We just bought our first home. We have pool in the back yard and a large flower bed around the perimeter of the pool with a few palm trees and other misc plants (have no idea what they are). With spring approching I want to stay on top of the weeds before they get out of hand. Is there anything I can spray or put down to help kill the weeds and not the other plants?? Or is it just one of things that you have to get out there and pull em every week or so??


----------



## reelthreat (Jul 11, 2006)

If you find the majical product that will kill weeds and does not kill flowers let me know because my back hurts from landscaping duty. :biggrin:


----------



## rvj (May 14, 2006)

Mulch, a lot...


----------



## castaway300 (Oct 6, 2007)

there are a number of products on the market. You need a preemergent.
a pre-m is what you find in most weed/feed products.
check with john deere ls/lesco. they should have something in a granual form you can sprinkle in the garden.
castaway300


----------



## castaway300 (Oct 6, 2007)

goggle "preemergent for my garden"


----------



## GafftopDave (Aug 4, 2005)

get a stirrup hoe or often called a hoop hoe.
all you do is scrape the ground with it maybe an inch below the surface .
no bending, no pulling, the roots say in the ground and if you leave the clippings...in few days you won't even see them.
if the ground is too wet....the mud sticks, or too dry...the blade just scrapes over the surface....but you time it right and it's almost fun.

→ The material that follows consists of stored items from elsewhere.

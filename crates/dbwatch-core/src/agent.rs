//! Agent wiring: configuration in, scheduler and dispatcher running.

use std::sync::Arc;

use thiserror::Error;
use tokio_util::sync::CancellationToken;
use tracing::{error, info, warn};

use crate::collector::{
    CloudMetricsCollector, Collector, CollectorKind, HealthReportCollector, IndexStatsCollector,
    LongRunningQueryCollector, QueryMonitorCollector, SchemaMonitorCollector,
    ServerStatusCollector, TableStatsCollector,
};
use crate::config::{AgentConfig, ConfigError};
use crate::dispatcher::Dispatcher;
use crate::export::BatchExporter;
use crate::health::HealthRegistry;
use crate::ingest::{EndpointError, HttpIngest, IngestTransport};
use crate::scheduler::{JobSpec, Scheduler};
use crate::snapshot::SnapshotStore;
use crate::source::{CloudMetricsSource, DatabaseSource, PgSource};

#[derive(Debug, Error)]
pub enum AgentError {
    #[error(transparent)]
    Config(#[from] ConfigError),
    #[error(transparent)]
    Endpoint(#[from] EndpointError),
}

/// How the agent stopped.
#[derive(Debug, Clone, Copy, PartialEq, Eq)]
pub enum AgentExit {
    /// Shutdown was requested.
    Clean,
    /// The ingestion service rejected the credentials.
    FatalAuth,
}

impl AgentExit {
    pub fn code(self) -> i32 {
        match self {
            AgentExit::Clean => 0,
            AgentExit::FatalAuth => 2,
        }
    }
}

/// Builds the database source of one job.
pub type SourceFactory = dyn Fn(CollectorKind) -> Arc<dyn DatabaseSource> + Send + Sync;

pub struct Agent {
    config: AgentConfig,
    health: HealthRegistry,
    transport: Arc<dyn IngestTransport>,
    sources: Box<SourceFactory>,
    cloud: Option<Arc<dyn CloudMetricsSource>>,
}

impl Agent {
    /// Agent talking to PostgreSQL and the HTTP ingestion endpoint.
    pub fn new(config: AgentConfig) -> Result<Self, AgentError> {
        config.validate()?;
        let transport =
            HttpIngest::new(&config.server_url, &config.api_key, config.request_timeout())?;
        info!(url = %transport.url(), "ingestion endpoint");

        let pg_config = config.clone();
        let sources = Box::new(move |kind: CollectorKind| {
            let conn = pg_config.pg_connection(&format!("dbwatch-{kind}"));
            Arc::new(PgSource::new(conn)) as Arc<dyn DatabaseSource>
        });
        Ok(Self::with_parts(config, Arc::new(transport), sources))
    }

    pub fn with_parts(
        config: AgentConfig,
        transport: Arc<dyn IngestTransport>,
        sources: Box<SourceFactory>,
    ) -> Self {
        Self {
            config,
            health: HealthRegistry::new(),
            transport,
            sources,
            cloud: None,
        }
    }

    pub fn with_cloud_source(mut self, cloud: Arc<dyn CloudMetricsSource>) -> Self {
        self.cloud = Some(cloud);
        self
    }

    pub fn health(&self) -> &HealthRegistry {
        &self.health
    }

    /// One job per collector kind, each with its own source handle so that
    /// jobs never share a database connection.
    pub fn jobs(&self) -> Vec<JobSpec> {
        let c = &self.config.collectors;
        let mut jobs = Vec::with_capacity(CollectorKind::ALL.len());

        for kind in CollectorKind::ALL {
            let name = kind.as_str();
            let collector: Arc<dyn Collector> = match kind {
                CollectorKind::ServerStatus => {
                    Arc::new(ServerStatusCollector::new(name, (self.sources)(kind)))
                }
                CollectorKind::TableStats => Arc::new(TableStatsCollector::new(
                    name,
                    (self.sources)(kind),
                    c.table_stats.max_entities,
                    c.table_stats.rank_by,
                )),
                CollectorKind::IndexStats => Arc::new(IndexStatsCollector::new(
                    name,
                    (self.sources)(kind),
                    c.index_stats.max_entities,
                    c.index_stats.rank_by,
                )),
                CollectorKind::QueryMonitor => Arc::new(QueryMonitorCollector::new(
                    name,
                    (self.sources)(kind),
                    c.query_monitor.max_entities,
                )),
                CollectorKind::LongRunningQuery => Arc::new(LongRunningQueryCollector::new(
                    name,
                    (self.sources)(kind),
                    c.long_running_query.threshold(),
                )),
                CollectorKind::SchemaMonitor => {
                    Arc::new(SchemaMonitorCollector::new(name, (self.sources)(kind)))
                }
                CollectorKind::CloudMetrics => {
                    let Some(cloud) = self.cloud.clone() else {
                        if self.config.is_enabled(kind) {
                            warn!(job = name, "no cloud metrics adapter, job not started");
                        }
                        continue;
                    };
                    Arc::new(CloudMetricsCollector::new(
                        name,
                        cloud,
                        c.cloud_metrics.resource_id.clone(),
                        c.cloud_metrics.metric_names.clone(),
                        std::time::Duration::from_secs(c.cloud_metrics.period_secs),
                    ))
                }
                CollectorKind::HealthReport => {
                    Arc::new(HealthReportCollector::new(name, self.health.clone()))
                }
            };

            let mut spec = JobSpec::new(
                collector,
                self.config.interval(kind),
                self.config.timeout(kind),
            );
            if !self.config.is_enabled(kind) {
                spec = spec.disabled();
            }
            jobs.push(spec);
        }
        jobs
    }

    /// Runs until `shutdown` is cancelled or the ingestion service rejects
    /// the credentials.
    pub async fn run(self, shutdown: CancellationToken) -> AgentExit {
        let jobs = self.jobs();

        let (mut dispatcher, handle) = Dispatcher::new(
            self.config.dispatcher_config(),
            self.config.identity(),
            Arc::clone(&self.transport),
            self.health.clone(),
        );
        if self.config.export.enabled {
            info!(directory = %self.config.export.directory.display(), "batch export enabled");
            dispatcher = dispatcher.with_exporter(BatchExporter::new(
                self.config.export.directory.clone(),
                self.config.organization_id.clone(),
            ));
        }

        let scheduler = Scheduler::new(
            jobs,
            self.config.scheduler_config(),
            SnapshotStore::new(),
            self.health.clone(),
            Arc::new(handle),
        );

        let fatal = CancellationToken::new();
        let stop_scheduler = shutdown.child_token();
        let stop_dispatcher = CancellationToken::new();

        let dispatcher_task =
            tokio::spawn(dispatcher.run(stop_dispatcher.clone(), fatal.clone()));
        let scheduler_task = tokio::spawn(scheduler.run(stop_scheduler.clone()));

        tokio::select! {
            _ = shutdown.cancelled() => info!("shutdown requested"),
            _ = fatal.cancelled() => {
                error!("stopping collection, ingestion credentials were rejected");
                stop_scheduler.cancel();
            }
        }

        if let Err(e) = scheduler_task.await {
            error!(error = %e, "scheduler task failed");
        }
        // Ticks drained by the scheduler are still flushed.
        stop_dispatcher.cancel();
        if let Err(e) = dispatcher_task.await {
            error!(error = %e, "dispatcher task failed");
        }

        if self.health.is_fatal() {
            AgentExit::FatalAuth
        } else {
            AgentExit::Clean
        }
    }
}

then like rvj said...Mulch, a lot

there's reeally no need for chemicals


----------



## RB II (Feb 26, 2009)

There is also a weed fabric that you can put down and mulch over. It works pretty good for the first few years especially in established plant beds that aren't disturbed/replanted much. Not too good in flower beds where you replant/cut holes in the fabric every year. NOTHING will keep nut grass from growing through it. I've seen it growing through an asphalt drive.


----------



## kyle2601 (Oct 23, 2008)

I just keep mulch down about every six months. I use the red bark mulch that is cheapest because I use about 16 bags per mulching and it works great. A few weeds come up but I would rather pull a few rather than a whole garbage can full. And after the weed pulling it is :cheers: :30


----------



## wickll (Oct 6, 2009)

A couple of years ago I bought a roll of landscape fabric from Sams. It was heavier duty than many of the other places and fairly reasonable on price.


----------



## essayons75 (May 15, 2006)

If you have cobble, no plants, dig out all of the cobble, put down roofing shingles, and put cobble on top of shingles.

This keeps weeds from growing up through the cobble and keeps the cobble from sinking into the dirt and having to be dug out and washed every year.


----------